[[ Records provided, beginning ]]

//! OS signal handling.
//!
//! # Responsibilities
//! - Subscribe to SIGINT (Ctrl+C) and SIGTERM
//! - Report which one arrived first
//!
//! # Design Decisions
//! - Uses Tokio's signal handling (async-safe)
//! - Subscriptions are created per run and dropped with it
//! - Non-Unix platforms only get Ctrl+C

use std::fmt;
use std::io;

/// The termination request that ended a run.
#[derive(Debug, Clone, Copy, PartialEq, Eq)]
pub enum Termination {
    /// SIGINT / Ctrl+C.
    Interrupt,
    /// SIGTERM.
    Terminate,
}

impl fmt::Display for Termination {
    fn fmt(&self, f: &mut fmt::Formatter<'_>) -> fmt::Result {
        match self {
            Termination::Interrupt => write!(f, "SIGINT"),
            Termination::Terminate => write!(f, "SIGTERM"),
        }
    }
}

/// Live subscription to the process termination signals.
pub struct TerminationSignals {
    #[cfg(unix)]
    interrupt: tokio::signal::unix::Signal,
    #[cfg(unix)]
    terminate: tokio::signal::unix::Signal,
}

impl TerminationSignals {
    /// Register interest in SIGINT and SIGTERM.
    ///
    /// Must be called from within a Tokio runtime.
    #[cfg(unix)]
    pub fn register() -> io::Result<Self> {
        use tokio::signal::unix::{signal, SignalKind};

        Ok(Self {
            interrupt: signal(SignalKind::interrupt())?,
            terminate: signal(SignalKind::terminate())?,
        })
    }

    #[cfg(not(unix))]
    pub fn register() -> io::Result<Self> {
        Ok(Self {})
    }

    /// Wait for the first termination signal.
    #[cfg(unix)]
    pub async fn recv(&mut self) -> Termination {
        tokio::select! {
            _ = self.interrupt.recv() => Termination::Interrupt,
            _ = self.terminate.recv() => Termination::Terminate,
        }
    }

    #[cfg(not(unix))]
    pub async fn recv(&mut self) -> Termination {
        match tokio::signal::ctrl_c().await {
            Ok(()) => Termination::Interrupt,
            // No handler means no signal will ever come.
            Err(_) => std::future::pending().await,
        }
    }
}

[[ Records provided, end ]]

Exercise: What should come out is the exact run of lines from the one holding "will ever come." through the end of the records above, and nothing besides.

Answer section:
            // No handler means no signal will ever come.
            Err(_) => std::future::pending().await,
        }
    }
}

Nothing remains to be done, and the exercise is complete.